▶ TASK TO COMPLETE
Look through the records below and collect all lines that hold the string "FunctionBody".

▶ DATASET RECORDS
******

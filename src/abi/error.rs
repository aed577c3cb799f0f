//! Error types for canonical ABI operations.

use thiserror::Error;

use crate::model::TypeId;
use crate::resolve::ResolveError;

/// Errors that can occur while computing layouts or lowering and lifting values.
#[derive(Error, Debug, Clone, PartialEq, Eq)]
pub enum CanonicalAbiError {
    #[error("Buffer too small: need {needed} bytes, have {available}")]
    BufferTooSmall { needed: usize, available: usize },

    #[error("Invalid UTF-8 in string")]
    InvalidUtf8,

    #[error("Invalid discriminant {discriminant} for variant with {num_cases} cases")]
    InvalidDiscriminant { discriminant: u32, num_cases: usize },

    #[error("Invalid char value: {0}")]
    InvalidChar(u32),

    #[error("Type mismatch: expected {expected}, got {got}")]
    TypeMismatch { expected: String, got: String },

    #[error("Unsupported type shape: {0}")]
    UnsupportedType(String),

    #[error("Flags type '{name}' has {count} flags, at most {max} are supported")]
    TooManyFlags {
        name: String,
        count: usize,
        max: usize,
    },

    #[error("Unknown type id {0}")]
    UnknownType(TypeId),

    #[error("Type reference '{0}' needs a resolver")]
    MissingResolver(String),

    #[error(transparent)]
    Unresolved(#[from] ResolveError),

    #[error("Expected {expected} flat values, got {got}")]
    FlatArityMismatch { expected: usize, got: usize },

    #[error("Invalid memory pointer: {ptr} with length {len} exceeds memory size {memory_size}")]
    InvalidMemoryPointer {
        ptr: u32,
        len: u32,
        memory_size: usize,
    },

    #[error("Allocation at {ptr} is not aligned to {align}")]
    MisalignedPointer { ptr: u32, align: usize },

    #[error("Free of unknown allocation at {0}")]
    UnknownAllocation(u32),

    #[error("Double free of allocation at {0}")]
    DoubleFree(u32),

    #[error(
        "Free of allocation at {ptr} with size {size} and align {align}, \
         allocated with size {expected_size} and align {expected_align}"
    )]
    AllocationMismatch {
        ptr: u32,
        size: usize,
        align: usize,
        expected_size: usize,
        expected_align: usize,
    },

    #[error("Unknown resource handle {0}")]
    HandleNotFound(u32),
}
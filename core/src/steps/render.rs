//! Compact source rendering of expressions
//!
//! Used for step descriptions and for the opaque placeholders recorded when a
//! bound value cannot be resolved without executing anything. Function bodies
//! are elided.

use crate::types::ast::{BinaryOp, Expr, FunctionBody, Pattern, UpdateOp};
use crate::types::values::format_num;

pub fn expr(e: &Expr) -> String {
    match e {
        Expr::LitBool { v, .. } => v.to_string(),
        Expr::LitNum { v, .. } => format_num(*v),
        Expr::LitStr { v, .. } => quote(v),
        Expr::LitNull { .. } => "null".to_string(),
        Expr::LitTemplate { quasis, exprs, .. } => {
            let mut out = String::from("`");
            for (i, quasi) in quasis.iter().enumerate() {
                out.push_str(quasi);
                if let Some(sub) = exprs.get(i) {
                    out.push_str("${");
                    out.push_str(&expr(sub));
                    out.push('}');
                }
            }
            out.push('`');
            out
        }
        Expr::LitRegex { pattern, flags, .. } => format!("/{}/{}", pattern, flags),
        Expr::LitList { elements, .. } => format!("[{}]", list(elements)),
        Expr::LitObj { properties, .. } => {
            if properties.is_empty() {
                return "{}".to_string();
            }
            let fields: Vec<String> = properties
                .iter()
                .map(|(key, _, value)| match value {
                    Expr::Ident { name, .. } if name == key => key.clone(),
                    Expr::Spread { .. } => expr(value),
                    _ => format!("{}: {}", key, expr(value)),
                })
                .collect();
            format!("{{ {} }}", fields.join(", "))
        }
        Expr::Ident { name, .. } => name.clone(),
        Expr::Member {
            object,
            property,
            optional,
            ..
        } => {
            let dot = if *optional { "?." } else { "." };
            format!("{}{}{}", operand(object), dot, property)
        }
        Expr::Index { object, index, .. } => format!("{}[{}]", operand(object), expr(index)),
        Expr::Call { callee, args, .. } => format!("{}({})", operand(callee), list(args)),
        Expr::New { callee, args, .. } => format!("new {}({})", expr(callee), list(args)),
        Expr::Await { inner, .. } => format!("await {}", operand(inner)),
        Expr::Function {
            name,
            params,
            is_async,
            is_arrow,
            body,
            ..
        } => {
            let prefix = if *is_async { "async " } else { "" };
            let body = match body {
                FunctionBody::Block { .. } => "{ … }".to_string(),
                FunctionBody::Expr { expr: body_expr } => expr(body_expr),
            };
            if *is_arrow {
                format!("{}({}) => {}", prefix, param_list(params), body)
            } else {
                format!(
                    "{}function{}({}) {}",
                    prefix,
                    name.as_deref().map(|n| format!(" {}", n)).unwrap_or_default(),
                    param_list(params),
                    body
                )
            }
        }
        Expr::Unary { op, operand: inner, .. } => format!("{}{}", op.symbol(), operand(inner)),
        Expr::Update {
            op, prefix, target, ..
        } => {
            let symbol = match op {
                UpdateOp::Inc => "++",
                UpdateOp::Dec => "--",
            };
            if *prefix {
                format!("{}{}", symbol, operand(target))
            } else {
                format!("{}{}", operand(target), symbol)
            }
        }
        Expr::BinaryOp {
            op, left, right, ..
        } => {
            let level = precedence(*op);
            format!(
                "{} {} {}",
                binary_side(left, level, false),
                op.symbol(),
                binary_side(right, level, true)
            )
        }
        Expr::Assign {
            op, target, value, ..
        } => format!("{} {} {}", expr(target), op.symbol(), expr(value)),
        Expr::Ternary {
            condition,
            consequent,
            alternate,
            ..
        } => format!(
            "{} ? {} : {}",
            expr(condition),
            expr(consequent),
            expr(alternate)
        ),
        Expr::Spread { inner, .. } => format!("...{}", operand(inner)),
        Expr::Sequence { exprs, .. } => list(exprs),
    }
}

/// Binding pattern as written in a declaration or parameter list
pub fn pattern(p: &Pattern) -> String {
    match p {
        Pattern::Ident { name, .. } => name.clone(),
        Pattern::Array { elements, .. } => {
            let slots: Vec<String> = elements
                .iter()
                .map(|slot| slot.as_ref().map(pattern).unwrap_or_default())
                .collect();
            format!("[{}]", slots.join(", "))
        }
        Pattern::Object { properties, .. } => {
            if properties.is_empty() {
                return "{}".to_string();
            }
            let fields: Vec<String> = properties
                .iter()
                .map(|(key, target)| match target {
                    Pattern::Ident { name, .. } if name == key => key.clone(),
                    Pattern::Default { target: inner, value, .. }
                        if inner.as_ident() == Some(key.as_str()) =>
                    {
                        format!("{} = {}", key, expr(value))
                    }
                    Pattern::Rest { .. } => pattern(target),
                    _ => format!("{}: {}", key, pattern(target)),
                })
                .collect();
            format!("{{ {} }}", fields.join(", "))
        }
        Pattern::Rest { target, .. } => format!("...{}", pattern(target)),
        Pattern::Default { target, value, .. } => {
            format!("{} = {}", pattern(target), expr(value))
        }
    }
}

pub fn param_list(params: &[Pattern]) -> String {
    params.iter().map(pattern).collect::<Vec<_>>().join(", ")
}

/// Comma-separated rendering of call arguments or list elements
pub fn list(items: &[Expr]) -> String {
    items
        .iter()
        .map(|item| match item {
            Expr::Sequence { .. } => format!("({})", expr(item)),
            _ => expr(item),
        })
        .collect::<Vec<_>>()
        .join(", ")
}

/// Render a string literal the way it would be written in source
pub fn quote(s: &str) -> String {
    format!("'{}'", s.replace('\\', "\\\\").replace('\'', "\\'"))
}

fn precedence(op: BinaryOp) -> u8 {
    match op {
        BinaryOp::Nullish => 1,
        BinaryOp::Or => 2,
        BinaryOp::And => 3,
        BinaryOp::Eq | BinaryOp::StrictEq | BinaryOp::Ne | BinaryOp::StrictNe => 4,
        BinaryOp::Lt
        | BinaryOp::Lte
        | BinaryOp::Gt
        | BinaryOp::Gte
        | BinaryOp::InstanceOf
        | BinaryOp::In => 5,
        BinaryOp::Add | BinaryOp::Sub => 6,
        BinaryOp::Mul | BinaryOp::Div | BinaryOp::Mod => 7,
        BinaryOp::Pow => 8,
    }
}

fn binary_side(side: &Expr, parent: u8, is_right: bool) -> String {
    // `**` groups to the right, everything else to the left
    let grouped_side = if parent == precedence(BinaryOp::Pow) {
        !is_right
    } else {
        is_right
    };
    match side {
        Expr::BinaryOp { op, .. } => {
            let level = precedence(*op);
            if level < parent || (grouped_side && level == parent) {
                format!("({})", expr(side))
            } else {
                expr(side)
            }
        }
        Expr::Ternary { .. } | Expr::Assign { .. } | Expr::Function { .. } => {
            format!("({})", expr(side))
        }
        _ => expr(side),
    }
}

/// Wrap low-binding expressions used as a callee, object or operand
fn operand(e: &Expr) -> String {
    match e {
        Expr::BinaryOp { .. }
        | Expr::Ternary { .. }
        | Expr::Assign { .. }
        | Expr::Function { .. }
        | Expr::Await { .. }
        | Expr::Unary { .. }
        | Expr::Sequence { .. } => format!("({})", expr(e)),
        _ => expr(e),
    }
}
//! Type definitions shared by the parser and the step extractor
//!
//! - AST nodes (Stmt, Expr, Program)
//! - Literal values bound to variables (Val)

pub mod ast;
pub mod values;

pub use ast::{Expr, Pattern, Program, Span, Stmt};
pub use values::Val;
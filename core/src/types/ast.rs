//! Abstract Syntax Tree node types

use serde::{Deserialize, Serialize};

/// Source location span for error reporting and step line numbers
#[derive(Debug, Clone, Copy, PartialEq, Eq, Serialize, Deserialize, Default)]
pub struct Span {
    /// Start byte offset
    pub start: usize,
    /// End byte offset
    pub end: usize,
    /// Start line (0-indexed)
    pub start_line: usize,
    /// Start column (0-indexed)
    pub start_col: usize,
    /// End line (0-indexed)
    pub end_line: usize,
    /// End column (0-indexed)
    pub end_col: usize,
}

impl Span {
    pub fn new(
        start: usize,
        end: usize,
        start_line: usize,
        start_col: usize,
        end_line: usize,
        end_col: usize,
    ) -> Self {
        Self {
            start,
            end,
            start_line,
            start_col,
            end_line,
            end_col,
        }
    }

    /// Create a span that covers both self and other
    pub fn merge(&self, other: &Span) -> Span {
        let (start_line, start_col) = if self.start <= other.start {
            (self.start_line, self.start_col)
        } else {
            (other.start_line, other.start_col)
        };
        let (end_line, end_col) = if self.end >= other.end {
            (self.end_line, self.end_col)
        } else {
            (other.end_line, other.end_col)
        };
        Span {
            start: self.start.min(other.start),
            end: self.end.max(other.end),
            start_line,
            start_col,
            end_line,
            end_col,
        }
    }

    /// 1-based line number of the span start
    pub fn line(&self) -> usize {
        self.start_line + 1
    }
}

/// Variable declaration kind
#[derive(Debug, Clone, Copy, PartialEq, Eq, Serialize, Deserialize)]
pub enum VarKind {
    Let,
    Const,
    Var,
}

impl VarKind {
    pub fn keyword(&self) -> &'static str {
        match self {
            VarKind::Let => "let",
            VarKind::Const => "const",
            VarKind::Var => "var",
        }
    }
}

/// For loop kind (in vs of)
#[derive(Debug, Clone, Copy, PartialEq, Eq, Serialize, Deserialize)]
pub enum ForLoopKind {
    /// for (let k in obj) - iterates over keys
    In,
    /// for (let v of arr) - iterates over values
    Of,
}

******

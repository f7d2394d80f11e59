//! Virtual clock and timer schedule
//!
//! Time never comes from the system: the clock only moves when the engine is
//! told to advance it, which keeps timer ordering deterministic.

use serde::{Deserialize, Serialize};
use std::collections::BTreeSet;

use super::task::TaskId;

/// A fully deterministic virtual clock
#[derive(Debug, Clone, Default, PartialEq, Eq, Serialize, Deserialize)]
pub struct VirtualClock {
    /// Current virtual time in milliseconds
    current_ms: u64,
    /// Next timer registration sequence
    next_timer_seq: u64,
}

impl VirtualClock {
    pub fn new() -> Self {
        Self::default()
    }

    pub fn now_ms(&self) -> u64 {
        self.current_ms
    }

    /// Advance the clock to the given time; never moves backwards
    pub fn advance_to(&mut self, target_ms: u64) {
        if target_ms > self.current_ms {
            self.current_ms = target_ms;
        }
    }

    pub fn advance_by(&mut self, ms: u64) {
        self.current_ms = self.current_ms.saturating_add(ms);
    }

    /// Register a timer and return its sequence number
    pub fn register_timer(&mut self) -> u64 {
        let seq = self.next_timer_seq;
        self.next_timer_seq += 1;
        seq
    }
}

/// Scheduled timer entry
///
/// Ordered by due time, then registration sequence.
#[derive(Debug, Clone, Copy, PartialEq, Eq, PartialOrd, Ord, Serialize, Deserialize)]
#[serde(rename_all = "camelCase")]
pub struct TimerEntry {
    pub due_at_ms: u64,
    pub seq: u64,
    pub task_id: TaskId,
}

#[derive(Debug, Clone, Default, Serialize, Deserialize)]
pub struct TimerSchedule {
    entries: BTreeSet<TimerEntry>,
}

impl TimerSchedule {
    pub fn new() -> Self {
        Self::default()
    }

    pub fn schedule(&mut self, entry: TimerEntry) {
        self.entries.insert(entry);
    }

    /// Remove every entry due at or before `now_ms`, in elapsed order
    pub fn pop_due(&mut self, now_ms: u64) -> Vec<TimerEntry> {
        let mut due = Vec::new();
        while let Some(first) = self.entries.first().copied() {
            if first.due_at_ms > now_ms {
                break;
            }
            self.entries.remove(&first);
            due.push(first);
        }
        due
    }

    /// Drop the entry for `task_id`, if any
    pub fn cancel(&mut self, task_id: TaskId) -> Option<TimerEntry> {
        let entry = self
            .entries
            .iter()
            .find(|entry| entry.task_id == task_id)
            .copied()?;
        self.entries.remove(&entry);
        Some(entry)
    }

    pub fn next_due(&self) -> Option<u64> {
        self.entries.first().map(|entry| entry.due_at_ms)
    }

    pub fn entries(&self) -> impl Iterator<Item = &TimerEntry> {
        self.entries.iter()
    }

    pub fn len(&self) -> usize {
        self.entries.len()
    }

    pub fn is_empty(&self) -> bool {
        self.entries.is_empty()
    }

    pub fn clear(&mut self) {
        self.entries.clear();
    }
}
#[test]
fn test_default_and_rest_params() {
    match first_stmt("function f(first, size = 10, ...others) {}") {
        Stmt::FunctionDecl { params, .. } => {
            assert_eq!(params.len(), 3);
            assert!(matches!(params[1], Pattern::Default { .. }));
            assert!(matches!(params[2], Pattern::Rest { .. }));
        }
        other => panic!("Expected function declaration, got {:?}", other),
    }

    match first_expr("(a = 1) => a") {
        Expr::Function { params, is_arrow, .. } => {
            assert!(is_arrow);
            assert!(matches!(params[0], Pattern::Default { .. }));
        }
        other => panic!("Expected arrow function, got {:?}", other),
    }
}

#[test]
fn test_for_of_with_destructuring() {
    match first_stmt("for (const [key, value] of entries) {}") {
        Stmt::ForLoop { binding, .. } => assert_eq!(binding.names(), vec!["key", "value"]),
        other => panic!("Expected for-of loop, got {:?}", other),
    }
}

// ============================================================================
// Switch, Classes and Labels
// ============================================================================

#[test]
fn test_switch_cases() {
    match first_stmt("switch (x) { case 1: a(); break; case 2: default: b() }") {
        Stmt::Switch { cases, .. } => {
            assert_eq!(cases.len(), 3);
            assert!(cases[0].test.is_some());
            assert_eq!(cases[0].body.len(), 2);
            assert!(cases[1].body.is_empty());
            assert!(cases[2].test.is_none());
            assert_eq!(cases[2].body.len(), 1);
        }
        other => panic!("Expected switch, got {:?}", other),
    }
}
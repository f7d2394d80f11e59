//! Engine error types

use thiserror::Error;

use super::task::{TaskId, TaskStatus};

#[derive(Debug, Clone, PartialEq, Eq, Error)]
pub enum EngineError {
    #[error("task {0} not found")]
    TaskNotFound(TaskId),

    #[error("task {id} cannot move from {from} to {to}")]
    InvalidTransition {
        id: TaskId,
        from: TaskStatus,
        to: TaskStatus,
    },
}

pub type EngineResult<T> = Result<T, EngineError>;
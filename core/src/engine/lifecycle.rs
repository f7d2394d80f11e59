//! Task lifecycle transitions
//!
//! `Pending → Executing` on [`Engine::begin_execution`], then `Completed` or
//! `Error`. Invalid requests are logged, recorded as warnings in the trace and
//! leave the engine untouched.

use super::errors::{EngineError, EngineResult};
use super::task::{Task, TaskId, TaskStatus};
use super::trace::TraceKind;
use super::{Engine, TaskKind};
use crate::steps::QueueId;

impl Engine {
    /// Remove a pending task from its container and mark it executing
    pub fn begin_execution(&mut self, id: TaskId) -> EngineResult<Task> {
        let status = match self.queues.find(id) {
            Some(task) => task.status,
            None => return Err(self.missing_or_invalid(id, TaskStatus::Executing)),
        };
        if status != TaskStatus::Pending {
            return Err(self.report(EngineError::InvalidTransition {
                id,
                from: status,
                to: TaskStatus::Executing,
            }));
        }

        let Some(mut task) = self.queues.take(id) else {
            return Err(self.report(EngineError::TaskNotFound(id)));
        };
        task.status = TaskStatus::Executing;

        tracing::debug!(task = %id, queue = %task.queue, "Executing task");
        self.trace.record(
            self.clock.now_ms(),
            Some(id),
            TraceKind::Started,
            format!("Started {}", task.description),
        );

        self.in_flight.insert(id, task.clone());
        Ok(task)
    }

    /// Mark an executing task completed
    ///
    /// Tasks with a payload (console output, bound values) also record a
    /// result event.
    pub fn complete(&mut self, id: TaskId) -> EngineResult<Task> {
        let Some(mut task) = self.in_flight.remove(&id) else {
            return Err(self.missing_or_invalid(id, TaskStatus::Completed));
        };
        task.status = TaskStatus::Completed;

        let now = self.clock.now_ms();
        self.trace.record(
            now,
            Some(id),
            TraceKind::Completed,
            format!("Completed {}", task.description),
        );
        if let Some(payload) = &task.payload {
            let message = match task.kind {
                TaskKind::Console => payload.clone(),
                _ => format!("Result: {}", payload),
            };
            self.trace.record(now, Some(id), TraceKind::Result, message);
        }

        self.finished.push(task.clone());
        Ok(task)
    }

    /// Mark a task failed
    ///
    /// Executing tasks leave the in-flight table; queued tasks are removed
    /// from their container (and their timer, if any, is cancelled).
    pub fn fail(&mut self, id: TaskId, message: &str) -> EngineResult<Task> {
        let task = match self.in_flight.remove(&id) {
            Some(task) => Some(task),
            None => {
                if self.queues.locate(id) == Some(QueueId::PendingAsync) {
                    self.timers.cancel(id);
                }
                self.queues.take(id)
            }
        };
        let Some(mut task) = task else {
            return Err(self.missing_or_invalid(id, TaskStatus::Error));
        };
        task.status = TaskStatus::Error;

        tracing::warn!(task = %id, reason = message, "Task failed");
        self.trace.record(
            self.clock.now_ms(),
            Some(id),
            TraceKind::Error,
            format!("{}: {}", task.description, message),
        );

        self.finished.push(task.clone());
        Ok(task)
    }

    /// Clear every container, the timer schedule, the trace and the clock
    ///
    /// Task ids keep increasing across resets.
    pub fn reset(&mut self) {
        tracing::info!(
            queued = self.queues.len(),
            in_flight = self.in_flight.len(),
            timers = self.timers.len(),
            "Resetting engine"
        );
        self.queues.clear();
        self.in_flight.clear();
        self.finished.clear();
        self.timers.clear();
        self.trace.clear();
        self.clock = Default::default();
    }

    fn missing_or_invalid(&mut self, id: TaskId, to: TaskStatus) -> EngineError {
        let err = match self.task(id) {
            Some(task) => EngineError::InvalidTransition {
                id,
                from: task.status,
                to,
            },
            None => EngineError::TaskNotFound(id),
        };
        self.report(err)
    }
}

******

▶ ANSWER SPACE
use crate::types::ast::{BinaryOp, Expr, FunctionBody, Pattern, UpdateOp};
                FunctionBody::Block { .. } => "{ … }".to_string(),
                FunctionBody::Expr { expr: body_expr } => expr(body_expr),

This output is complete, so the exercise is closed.